→ About this exercise: The lines below starting at the line containing "filename kitwatch/src/db/handlers/mod.rs" and ending at the line containing "pub mod readings;" are to be repeated exactly, with both ends kept and nothing else added.

[Stored items]
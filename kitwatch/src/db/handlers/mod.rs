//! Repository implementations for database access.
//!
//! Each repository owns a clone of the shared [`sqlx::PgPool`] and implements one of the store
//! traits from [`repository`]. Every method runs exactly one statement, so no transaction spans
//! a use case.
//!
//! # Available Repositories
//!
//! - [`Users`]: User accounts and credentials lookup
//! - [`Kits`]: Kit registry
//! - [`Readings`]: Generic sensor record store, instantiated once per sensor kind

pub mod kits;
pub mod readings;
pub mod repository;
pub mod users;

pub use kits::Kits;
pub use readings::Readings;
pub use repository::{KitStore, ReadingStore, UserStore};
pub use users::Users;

...

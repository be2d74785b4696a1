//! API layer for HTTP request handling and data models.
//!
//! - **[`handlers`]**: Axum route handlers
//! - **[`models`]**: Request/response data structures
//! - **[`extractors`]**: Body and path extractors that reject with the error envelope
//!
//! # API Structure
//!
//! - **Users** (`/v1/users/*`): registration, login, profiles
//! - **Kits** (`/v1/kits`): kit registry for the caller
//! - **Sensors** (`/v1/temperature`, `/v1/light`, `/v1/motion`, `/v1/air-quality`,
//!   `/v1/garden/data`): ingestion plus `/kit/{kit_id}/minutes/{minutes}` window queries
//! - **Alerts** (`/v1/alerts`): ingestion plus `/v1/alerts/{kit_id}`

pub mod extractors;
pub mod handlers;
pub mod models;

→ Reply:
filename kitwatch/src/db/handlers/mod.rs
//! Repository implementations for database access.
//!
//! Each repository owns a clone of the shared [`sqlx::PgPool`] and implements one of the store
//! traits from [`repository`]. Every method runs exactly one statement, so no transaction spans
//! a use case.
//!
//! # Available Repositories
//!
//! - [`Users`]: User accounts and credentials lookup
//! - [`Kits`]: Kit registry
//! - [`Readings`]: Generic sensor record store, instantiated once per sensor kind

pub mod kits;
pub mod readings;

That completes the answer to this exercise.